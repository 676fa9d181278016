//! Mentor TUI - a terminal client for a Mentor learning server.
//!
//! The library exposes its modules for use in integration tests.

pub mod adapters;
pub mod api;
pub mod app;
pub mod cli;
pub mod input;
pub mod leveling;
pub mod markdown;
pub mod models;
pub mod notifications;
pub mod prelude;
pub mod router;
pub mod storage;
pub mod terminal;
pub mod traits;
pub mod ui;
pub mod views;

**Assignment**
Copy exactly. Start at the line containing "pub mod models;" and continue through the last line of the records.

**Result for this exercise**
pub mod models;
pub mod notifications;
pub mod prelude;
pub mod router;
pub mod storage;
pub mod terminal;
pub mod traits;
pub mod ui;
pub mod views;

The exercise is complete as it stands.